The greatest compliment a fiercely independent media organisation can receive is condemnation from those who fear free speech and unfailing scrutiny of the rich and powerful.
It's almost a pity that the appearance of James Packer and Lachlan Murdoch in, and at the launch of, Killing Fairfax by Pamela Williams wasn't about that. Packer and Murdoch weren't fearful of Fairfax. They may have been at earlier points in their careers, but it is clear that they had come to be contemptuous of it. It has been a long time since either man underwent any serious scrutiny in Fairfax beyond petty spats surrounding their respective homes in Sydney's eastern suburbs.

Fairfax lacked the ability and the wit to monitor Packer's transformation into a casino mogul using the media wealth he inherited from his father. One minute he was blowing the family dough on OneTel and Scientology, the next he became a global presence in the casino industry. Having read Fairfax closely over many years it is unclear how this transformation took place. From this, one need not necessarily conclude that Packer is a genius or even that he has learned some lessons along the way; this isn't about him, it's about Fairfax.

A fiercely independent media organisation: wouldn't that be a great idea.

Fairfax has failed at its basic task of explaining big, complex issues like the global casino industry and where Packer fits into it. Being able to explain big, complex issues is why people had loyally bought newspapers, and they have turned away from newspapers that fail consistently in that task. Note the name newspapers, not adpapers: the news was always the appeal. To imagine The Sydney Morning Herald as The Trading Post with Column 8 and David Astle's crosswords tacked onto it is to misremember its past and to misunderstand what a newspaper is.

Classified ads were undoubtedly important - but the bins outside newsagencies on Saturday mornings always contained more of the classified-supported sections than those focusing on news and sport.
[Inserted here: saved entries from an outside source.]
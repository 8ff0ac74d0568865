use dotenvy::dotenv;
use tracing::{error, info};
use uuid::Uuid;

fn init_logging() {
    // Load .env early so RUST_LOG and friends take effect.
    dotenv().ok();
    common::utils::logging::init_logging_default();
    info!(service = "server", event = "logger_init", "tracing subscriber initialized");
}

fn main() -> std::process::ExitCode {
    init_logging();

    let service_id = Uuid::new_v4();
    let pid = std::process::id();
    let version = env!("CARGO_PKG_VERSION");

    // Panic hook so unhandled panics end up in the structured log.
    std::panic::set_hook(Box::new({
        let service_id = service_id;
        move |info| {
            error!(
                service = "server",
                event = "panic",
                %service_id,
                pid,
                message = %info,
                "unhandled panic occurred"
            );
        }
    }));

    // Thread count from config.toml first, TOKIO_WORKER_THREADS second.
    let worker_threads = match configs::AppConfig::load_and_validate() {
        Ok(cfg) => cfg.server.worker_threads,
        Err(_) => std::env::var("TOKIO_WORKER_THREADS").ok().and_then(|v| v.parse::<usize>().ok()),
    };

    let mut builder = tokio::runtime::Builder::new_multi_thread();
    builder.enable_all();
    if let Some(w) = worker_threads { builder.worker_threads(w); }

    let rt = match builder.build() {
        Ok(rt) => rt,
        Err(e) => {
            error!(service = "server", event = "runtime_build_failed", error = %e, "failed to build tokio runtime");
            return std::process::ExitCode::FAILURE;
        }
    };

    info!(
        service = "server",
        event = "start",
        %service_id,
        pid,
        version,
        threads = worker_threads.unwrap_or_default(),
        "postbox server starting"
    );

    // Run the service in its own task and watch for Ctrl+C.
    let exit_code = rt.block_on(async move {
        let server_task = tokio::spawn(async move {
            if let Err(e) = server::run().await {
                error!(service = "server", event = "run_failed", error = %e, "server::run returned error");
                Err(e)
            } else {
                Ok(())
            }
        });

        tokio::select! {
            res = server_task => {
                match res {
                    Ok(Ok(())) => {
                        info!(service = "server", event = "stop", %service_id, pid, "server stopped normally");
                        std::process::ExitCode::SUCCESS
                    }
                    Ok(Err(_)) => {
                        // Error already logged above.
                        std::process::ExitCode::FAILURE
                    }
                    Err(e) => {
                        error!(service = "server", event = "task_join_error", error = %e, "server task join error");
                        std::process::ExitCode::FAILURE
                    }
                }
            }
            _ = tokio::signal::ctrl_c() => {
                info!(service = "server", event = "shutdown_signal", %service_id, pid, "received Ctrl+C, shutting down");
                std::process::ExitCode::SUCCESS
            }
        }
    });

    exit_code
}
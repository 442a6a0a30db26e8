use crate::chat::{ChatSettings, ContentPart, Role};
use crate::error::ModelError;
use async_trait::async_trait;

/// Which tool family the model may use for a request. The orchestrator
/// derives this from whether any file part is present; the policy of what
/// each set means lives with the model client.
#[derive(Debug, Clone, Copy, PartialEq, Eq)]
pub enum ToolSet {
    /// Text-only request: search grounding is allowed.
    Standard,
    /// At least one file part in the request: media-safe tools only.
    Media,
}

/// One role-tagged content block of an outbound model request.
#[derive(Debug, Clone, PartialEq, Eq)]
pub struct RequestContent {
    pub role: Role,
    pub parts: Vec<ContentPart>,
}

/// Handle to a file the model backend has accepted and activated.
#[derive(Debug, Clone)]
pub struct FileHandle {
    pub uri: String,
    pub mime_type: String,
}

/// Generative model backend. The orchestrator treats calls as opaque and
/// synchronous from its perspective; implementations may suspend freely.
#[async_trait]
pub trait ModelClient: Send + Sync {
    /// Run one generation over the assembled content list.
    async fn generate(
        &self,
        contents: &[RequestContent],
        tools: ToolSet,
        settings: &ChatSettings,
    ) -> Result<String, ModelError>;

    /// Upload media bytes and wait until the backend has activated them.
    async fn upload_file(&self, bytes: Vec<u8>, mime_type: &str) -> Result<FileHandle, ModelError>;
}
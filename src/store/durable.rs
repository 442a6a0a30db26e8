use super::retry::{RetryPolicy, retry_with_policy};
use crate::error::StoreError;
use anyhow::{Context, Result};
use sqlx::Row;
use sqlx::sqlite::{
    SqliteConnectOptions, SqliteJournalMode, SqlitePool, SqlitePoolOptions, SqliteSynchronous,
};
use std::path::Path;

const MIN_CONNECTIONS: u32 = 1;
const MAX_CONNECTIONS: u32 = 10;

const STORE_SCHEMA_META_TABLE: &str = "
CREATE TABLE IF NOT EXISTS store_schema_meta (
    key   TEXT PRIMARY KEY,
    value TEXT NOT NULL
)";
const STORE_SCHEMA_VERSION_KEY: &str = "store_schema_version";
const STORE_SCHEMA_VERSION: u32 = 1;

/// Key/value persistence for per-chat state blobs.
///
/// Values are opaque bytes; key layout is owned by the callers (the chat
/// cache uses `chat_data_<chat_id>`). Connections come from a bounded pool;
/// an operation waits for a free connection rather than failing fast.
/// Transient connection failures are retried with linear backoff, and the
/// broken connection is discarded so the next attempt draws a fresh one.
pub struct DurableStore {
    pool: SqlitePool,
    policy: RetryPolicy,
}

/// Connection-class failures expected to resolve on retry, as opposed to
/// request-level errors (malformed query, constraint, decode).
fn is_transient(err: &sqlx::Error) -> bool {
    matches!(
        err,
        sqlx::Error::Io(_)
            | sqlx::Error::Tls(_)
            | sqlx::Error::Protocol(_)
            | sqlx::Error::PoolTimedOut
            | sqlx::Error::PoolClosed
            | sqlx::Error::WorkerCrashed
    )
}

fn like_prefix(prefix: &str) -> String {
    let mut escaped = String::with_capacity(prefix.len() + 1);
    for ch in prefix.chars() {
        if matches!(ch, '%' | '_' | '\\') {
            escaped.push('\\');
        }
        escaped.push(ch);
    }
    escaped.push('%');
    escaped
}

async fn ensure_store_schema_version(pool: &SqlitePool) -> Result<()> {
    sqlx::query(STORE_SCHEMA_META_TABLE)
        .execute(pool)
        .await
        .context("create store_schema_meta table")?;

    let stored_version: Option<(String,)> =
        sqlx::query_as("SELECT value FROM store_schema_meta WHERE key = $1")
            .bind(STORE_SCHEMA_VERSION_KEY)
            .fetch_optional(pool)
            .await
            .context("load store schema version")?;

    if let Some((value,)) = stored_version {
        let parsed = value
            .parse::<u32>()
            .with_context(|| format!("invalid store schema version value: {value}"))?;
        anyhow::ensure!(
            parsed == STORE_SCHEMA_VERSION,
            "incompatible store schema version: stored={parsed}, expected={STORE_SCHEMA_VERSION}. \
remove the chat record DB and restart."
        );
        return Ok(());
    }

    sqlx::query("INSERT INTO store_schema_meta (key, value) VALUES ($1, $2)")
        .bind(STORE_SCHEMA_VERSION_KEY)
        .bind(STORE_SCHEMA_VERSION.to_string())
        .execute(pool)
        .await
        .context("persist store schema version")?;

    Ok(())
}

impl DurableStore {
    /// Create a store over an existing pool and run idempotent schema setup.
    pub async fn new(pool: SqlitePool) -> Result<Self> {
        Self::with_policy(pool, RetryPolicy::default()).await
    }

    pub async fn with_policy(pool: SqlitePool, policy: RetryPolicy) -> Result<Self> {
        ensure_store_schema_version(&pool).await?;

        sqlx::query(
            "CREATE TABLE IF NOT EXISTS chat_records (
                 key  TEXT PRIMARY KEY,
                 data BLOB NOT NULL
             )",
        )
        .execute(&pool)
        .await
        .context("create chat_records table")?;

        Ok(Self { pool, policy })
    }

    /// Open (creating if missing) the database at `path` with the bounded
    /// production pool.
    pub async fn connect(path: &Path) -> Result<Self> {
        Self::connect_with(path, RetryPolicy::default()).await
    }

    pub async fn connect_with(path: &Path, policy: RetryPolicy) -> Result<Self> {
        if let Some(parent) = path.parent() {
            std::fs::create_dir_all(parent)
                .with_context(|| format!("create store directory {}", parent.display()))?;
        }

        let options = SqliteConnectOptions::new()
            .filename(path)
            .create_if_missing(true)
            .journal_mode(SqliteJournalMode::Wal)
            .synchronous(SqliteSynchronous::Normal);

        let pool = SqlitePoolOptions::new()
            .min_connections(MIN_CONNECTIONS)
            .max_connections(MAX_CONNECTIONS)
            .connect_with(options)
            .await
            .context("open chat record store")?;

        Self::with_policy(pool, policy).await
    }

    pub async fn get(&self, key: &str) -> std::result::Result<Option<Vec<u8>>, StoreError> {
        let pool = &self.pool;
        retry_with_policy(self.policy, is_transient, move |_attempt| {
            let pool = pool;
            let key = key;
            async move {
                let mut conn = pool.acquire().await?;
                let result = sqlx::query("SELECT data FROM chat_records WHERE key = $1")
                    .bind(key)
                    .fetch_optional(conn.as_mut())
                    .await;
                match result {
                    Ok(row) => match row {
                        Some(row) => Ok(Some(row.try_get::<Vec<u8>, _>("data")?)),
                        None => Ok(None),
                    },
                    Err(err) => {
                        if is_transient(&err) {
                            drop(conn.detach());
                        }
                        Err(err)
                    }
                }
            }
        })
        .await
        .map_err(|err| self.map_error(err))
    }

    pub async fn set(&self, key: &str, data: &[u8]) -> std::result::Result<(), StoreError> {
        let pool = &self.pool;
        retry_with_policy(self.policy, is_transient, move |_attempt| {
            let pool = pool;
            let key = key;
            let data = data;
            async move {
                let mut conn = pool.acquire().await?;
                let result = sqlx::query(
                    "INSERT INTO chat_records (key, data) VALUES ($1, $2)
                     ON CONFLICT(key) DO UPDATE SET data = excluded.data",
                )
                .bind(key)
                .bind(data)
                .execute(conn.as_mut())
                .await;
                match result {
                    Ok(_) => Ok(()),
                    Err(err) => {
                        if is_transient(&err) {
                            drop(conn.detach());
                        }
                        Err(err)
                    }
                }
            }
        })
        .await
        .map_err(|err| self.map_error(err))
    }

    /// Returns whether a record existed under `key`.
    pub async fn delete(&self, key: &str) -> std::result::Result<bool, StoreError> {
        let pool = &self.pool;
        retry_with_policy(self.policy, is_transient, move |_attempt| {
            let pool = pool;
            let key = key;
            async move {
                let mut conn = pool.acquire().await?;
                let result = sqlx::query("DELETE FROM chat_records WHERE key = $1")
                    .bind(key)
                    .execute(conn.as_mut())
                    .await;
                match result {
                    Ok(done) => Ok(done.rows_affected() > 0),
                    Err(err) => {
                        if is_transient(&err) {
                            drop(conn.detach());
                        }
                        Err(err)
                    }
                }
            }
        })
        .await
        .map_err(|err| self.map_error(err))
    }

    pub async fn list_by_prefix(
        &self,
        prefix: &str,
    ) -> std::result::Result<Vec<(String, Vec<u8>)>, StoreError> {
        let pattern = like_prefix(prefix);
        let pool = &self.pool;
        retry_with_policy(self.policy, is_transient, move |_attempt| {
            let pool = pool;
            let pattern = pattern.clone();
            async move {
                let mut conn = pool.acquire().await?;
                let result = sqlx::query(
                    "SELECT key, data FROM chat_records
                     WHERE key LIKE $1 ESCAPE '\\'
                     ORDER BY key",
                )
                .bind(&pattern)
                .fetch_all(conn.as_mut())
                .await;
                match result {
                    Ok(rows) => {
                        let mut records = Vec::with_capacity(rows.len());
                        for row in rows {
                            records.push((
                                row.try_get::<String, _>("key")?,
                                row.try_get::<Vec<u8>, _>("data")?,
                            ));
                        }
                        Ok(records)
                    }
                    Err(err) => {
                        if is_transient(&err) {
                            drop(conn.detach());
                        }
                        Err(err)
                    }
                }
            }
        })
        .await
        .map_err(|err| self.map_error(err))
    }

    /// Drain the pool; in-flight operations finish first.
    pub async fn close(&self) {
        self.pool.close().await;
    }

    fn map_error(&self, err: sqlx::Error) -> StoreError {
        if is_transient(&err) {
            StoreError::Unavailable {
                attempts: self.policy.max_attempts,
                message: err.to_string(),
            }
        } else {
            StoreError::Query(err.to_string())
        }
    }
}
People who bought newspapers daily and weekly did and do so for the sake of news. Nobody buys cars or moves houses or changes jobs on a daily basis (and those who do rarely regard the Herald as the indispensible source of information on such matters). People do those things occasionally, but not every day. Regular readers aren't there for the ads. The news is to ads what the Trojan horse was to the armies of the Greeks, a means of getting inside the ramparts. How the ad sales boys could bluff supposedly fearless and opinionated journos in the running of media companies is a matter for the historians now.
... we do not accept [Packer's and Murdoch's] false premises that the company which has funded the Herald's quality journalism for so long is dying, nor that this pair of moguls' sons can claim credit for any problems Fairfax has faced.
Most of Fairfax's wounds were self-inflicted: Fred Hilmer, the business school chief, swatting away opportunities that might have sustained his company; John B. Fairfax, a son-of-a-mogul if ever there was one and no better than his half-brother Warwick as custodian of his inheritance; but we know all that. It's a pity that this editorial can't bring itself to face the curate's egg of its recent past, and why Packer and Murdoch have such solid grounds to regard it as a mish-mash.
Rather, we see the premature exaltation of Packer and Murdoch as proof certain that the Herald and its stablemates are doing just as they always have. And that is fulfilling a crucial democratic duty, without fear or favour, without regard to commercial self-interest.
Whoa, fancy; putting the qualifier after that which has been qualified ("proof certain"). What a clumsy way to break up a run-on sentence that is, starting a sentence with a conjoining word.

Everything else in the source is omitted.